李珲噗通一声跪在了地上,他眼含热泪的说道:“父王息怒!柳成龙胆大妄为,污蔑国君,实则该死!但他所言朝中弊端却句句是实!父王英明,怎会被朝中奸佞之人蒙蔽!我想,如果重用柳成龙的话,朝中大臣必会认为父王不计前嫌,有明君之所为。您委派柳云龙大力整治朝中弊政,清除奸佞小人,重整军备,这样国民会认为功不在柳云龙,而是您唯才是举,不失为似唐宗、太祖之明君啊!”
李昖点了点头,他心中其实知道柳成龙所言其实不虚。整个朝鲜的朝政已经烂到了骨子里。再不下狠心从根本上改变的话,就会如同自己儿子所说的一样,未亡于倭人,而先亡于自己了!自己想稳固的不就是这王权吗?国家如果亡了,那还谈何王权呢!
李昖眼里充斥着从没有过的英武果决,他朗声说道:“命,柳成龙为总议政,兼八道行军总管,统领全国军务。如遇紧急要务可便宜行事!”
午夜时分,月上中天。义州官衙后院整齐的排列着数十名带刀军士。夜风不断吹拂着他们帽檐下的飘带,但每个人都似如临大敌一般。无数双眼睛,都如同夜鹰般机警的环顾着四周。

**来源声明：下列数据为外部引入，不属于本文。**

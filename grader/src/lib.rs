//! Record grader
//!
//! Turns the candidate records observed for a height into the canonical,
//! persisted winner list. Every step is deterministic so that independent
//! nodes derive byte-identical results from the same candidates.
//!
//! ## Module Organization
//!
//! - [`filter`]: per-record admission checks and rejection reasons
//! - [`ranking`]: ordering, per-miner de-duplication and the two cuts
//! - [`grader`]: the [`Grader`] entry points and its control loop
//! - [`stats`]: grading counters

pub mod errors;
pub mod filter;
pub mod grader;
pub mod ranking;
pub mod stats;

pub use errors::{GradeError, GraderResult};
pub use filter::RejectReason;
pub use grader::Grader;
pub use stats::{GradingSnapshot, GradingStats};
//! Height and error event feed
//!
//! The monitor is the only input that advances the node. Producers publish
//! new chain heights and, at most once, a fatal error; each consumer holds
//! its own [`HeightSubscription`] and [`FatalSignal`].

use crate::errors::FeedError;
use parking_lot::Mutex;
use std::sync::{Arc, Weak};
use std::time::{Duration, Instant};
use tokio::sync::broadcast::{self, error::RecvError, error::TryRecvError};
use tokio::sync::watch;
use tokio::task::JoinHandle;
use tracing::{debug, error, warn};

/// Heights buffered per subscriber before it starts lagging.
const HEIGHT_CHANNEL_CAPACITY: usize = 64;

struct FeedState {
    last_height: Option<u64>,
    last_seen: Instant,
}

pub struct Monitor {
    heights: broadcast::Sender<u64>,
    fatal: watch::Sender<Option<FeedError>>,
    state: Mutex<FeedState>,
}

impl Monitor {
    pub fn new() -> Arc<Self> {
        let (heights, _) = broadcast::channel(HEIGHT_CHANNEL_CAPACITY);
        let (fatal, _) = watch::channel(None);
        Arc::new(Self {
            heights,
            fatal,
            state: Mutex::new(FeedState {
                last_height: None,
                last_seen: Instant::now(),
            }),
        })
    }

    /// Opens an independent stream of height notifications.
    pub fn subscribe(&self) -> HeightSubscription {
        HeightSubscription {
            rx: self.heights.subscribe(),
        }
    }

    pub fn fatal_errors(&self) -> FatalSignal {
        FatalSignal {
            rx: self.fatal.subscribe(),
        }
    }

    /// Announces a new height. Heights that do not advance the feed are
    /// dropped, as is everything after a fatal error.
    pub fn publish(&self, height: u64) -> bool {
        if self.fatal.borrow().is_some() {
            return false;
        }
        let mut state = self.state.lock();
        if matches!(state.last_height, Some(last) if height <= last) {
            warn!(height, last = ?state.last_height, "ignoring non-increasing height");
            return false;
        }
        state.last_height = Some(height);
        state.last_seen = Instant::now();
        drop(state);

        debug!(height, "new height");
        // No subscribers is not an error; they may attach later.
        let _ = self.heights.send(height);
        true
    }

    /// Raises the fatal signal. Only the first call has an effect.
    pub fn fail(&self, err: FeedError) {
        let raised = self.fatal.send_if_modified(|slot| {
            if slot.is_some() {
                return false;
            }
            *slot = Some(err.clone());
            true
        });
        if raised {
            error!(error = %err, "height feed failed");
        }
    }

    /// Number of live height subscriptions.
    pub fn subscriber_count(&self) -> usize {
        self.heights.receiver_count()
    }

    pub fn current_height(&self) -> Option<u64> {
        self.state.lock().last_height
    }

    pub fn is_failed(&self) -> bool {
        self.fatal.borrow().is_some()
    }

    /// Raises [`FeedError::Timeout`] when no height arrives within `timeout`.
    ///
    /// The task ends once the feed has failed or the monitor is dropped.
    pub fn spawn_watchdog(self: &Arc<Self>, timeout: Duration) -> JoinHandle<()> {
        let monitor: Weak<Self> = Arc::downgrade(self);
        let tick = (timeout / 4).max(Duration::from_millis(10));
        tokio::spawn(async move {
            loop {
                tokio::time::sleep(tick).await;
                let Some(monitor) = monitor.upgrade() else {
                    return;
                };
                if monitor.is_failed() {
                    return;
                }
                let idle = monitor.state.lock().last_seen.elapsed();
                if idle > timeout {
                    monitor.fail(FeedError::Timeout(timeout));
                    return;
                }
            }
        })
    }
}

pub struct HeightSubscription {
    rx: broadcast::Receiver<u64>,
}

impl HeightSubscription {
    /// Waits for the next height. A subscriber that fell behind skips to the
    /// newest buffered height. Returns `None` once the monitor is gone.
    pub async fn next(&mut self) -> Option<u64> {
        loop {
            match self.rx.recv().await {
                Ok(height) => return Some(height),
                Err(RecvError::Closed) => return None,
                Err(RecvError::Lagged(skipped)) => {
                    warn!(skipped, "height subscriber lagged");
                    let mut newest = None;
                    loop {
                        match self.rx.try_recv() {
                            Ok(height) => newest = Some(height),
                            Err(TryRecvError::Lagged(_)) => continue,
                            Err(TryRecvError::Empty) | Err(TryRecvError::Closed) => break,
                        }
                    }
                    if newest.is_some() {
                        return newest;
                    }
                }
            }
        }
    }
}

#[derive(Clone)]
pub struct FatalSignal {
    rx: watch::Receiver<Option<FeedError>>,
}

impl FatalSignal {
    /// Resolves once the feed has failed. Never resolves if the monitor is
    /// dropped without failing.
    pub async fn wait(&mut self) -> FeedError {
        loop {
            let current = self.rx.borrow_and_update().clone();
            if let Some(err) = current {
                return err;
            }
            if self.rx.changed().await.is_err() {
                std::future::pending::<()>().await;
            }
        }
    }

    pub fn check(&self) -> Option<FeedError> {
        self.rx.borrow().clone()
    }
}

#[cfg(test)]
mod tests {
    use super::*;

    #[tokio::test]
    async fn subscribers_receive_increasing_heights() {
        let monitor = Monitor::new();
        let mut a = monitor.subscribe();
        let mut b = monitor.subscribe();

        assert!(monitor.publish(10));
        assert!(!monitor.publish(10));
        assert!(!monitor.publish(9));
        assert!(monitor.publish(11));

        assert_eq!(a.next().await, Some(10));
        assert_eq!(a.next().await, Some(11));
        assert_eq!(b.next().await, Some(10));
        assert_eq!(monitor.current_height(), Some(11));
    }

    #[tokio::test]
    async fn lagging_subscriber_skips_to_newest() {
        let monitor = Monitor::new();
        let mut sub = monitor.subscribe();
        for h in 1..=(HEIGHT_CHANNEL_CAPACITY as u64 + 10) {
            monitor.publish(h);
        }
        assert_eq!(sub.next().await, Some(HEIGHT_CHANNEL_CAPACITY as u64 + 10));
    }

    #[tokio::test]
    async fn fatal_signal_is_single_shot() {
        let monitor = Monitor::new();
        let mut signal = monitor.fatal_errors();
        monitor.fail(FeedError::Disconnected("first".into()));
        monitor.fail(FeedError::Disconnected("second".into()));

        assert_eq!(signal.wait().await, FeedError::Disconnected("first".into()));
        assert!(!monitor.publish(1));
    }

    #[tokio::test]
    async fn watchdog_fires_without_heights() {
        let monitor = Monitor::new();
        let mut signal = monitor.fatal_errors();
        let timeout = Duration::from_millis(50);
        monitor.spawn_watchdog(timeout);

        let err = tokio::time::timeout(Duration::from_secs(2), signal.wait())
            .await
            .expect("watchdog should fire");
        assert_eq!(err, FeedError::Timeout(timeout));
    }
}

柳成龙稳稳的坐在公案之后,他身前跪着一个五花大绑的中年男子。和几天前相比,除了官服品阶的改变外,他更多了一份自信与坦然。
柳成龙招手换过身旁的文案问道:“查验过正身了?确定没抓错?”
“已一一核实过了,此人确是崔敏太!”文案低声答道。
柳成龙指了指堂下,他声音虽低,但嗓音中充满了威严。这声音让人听着便不寒而栗,“崔敏太,你还不从实招来!也省的受皮肉之苦!”
被绑在堂下的人,是义州署衙内的一个书记官名叫崔敏太。他官职虽然不大,但所有从外地和明朝往来义州的书信函件都要先经过他的手。和谈前,朝鲜官军先后组织了几次反攻行动,但所有行动无论是行军路线还是进攻时间均被日军摸得一清二楚,因此朝鲜方面损失巨大。由此推测,必定是有内奸出卖情报。
柳成龙上位后,快速重组了义州城防及巡查使人员,并特意安排了不少亲信乔装侦查。他特意做了三个假情报放出,在三日前捕捉到了一个给日军输送情报的内应。但这个人在抓捕过程中负隅顽抗导致重伤不治而亡。但经过查证,这个人输送的假情报正是分派到崔敏太所属衙门的,经过筛查,崔敏太的嫌疑最大。所以柳成龙当机立断,命令手下趁夜将崔敏太秘密抓捕到了州衙。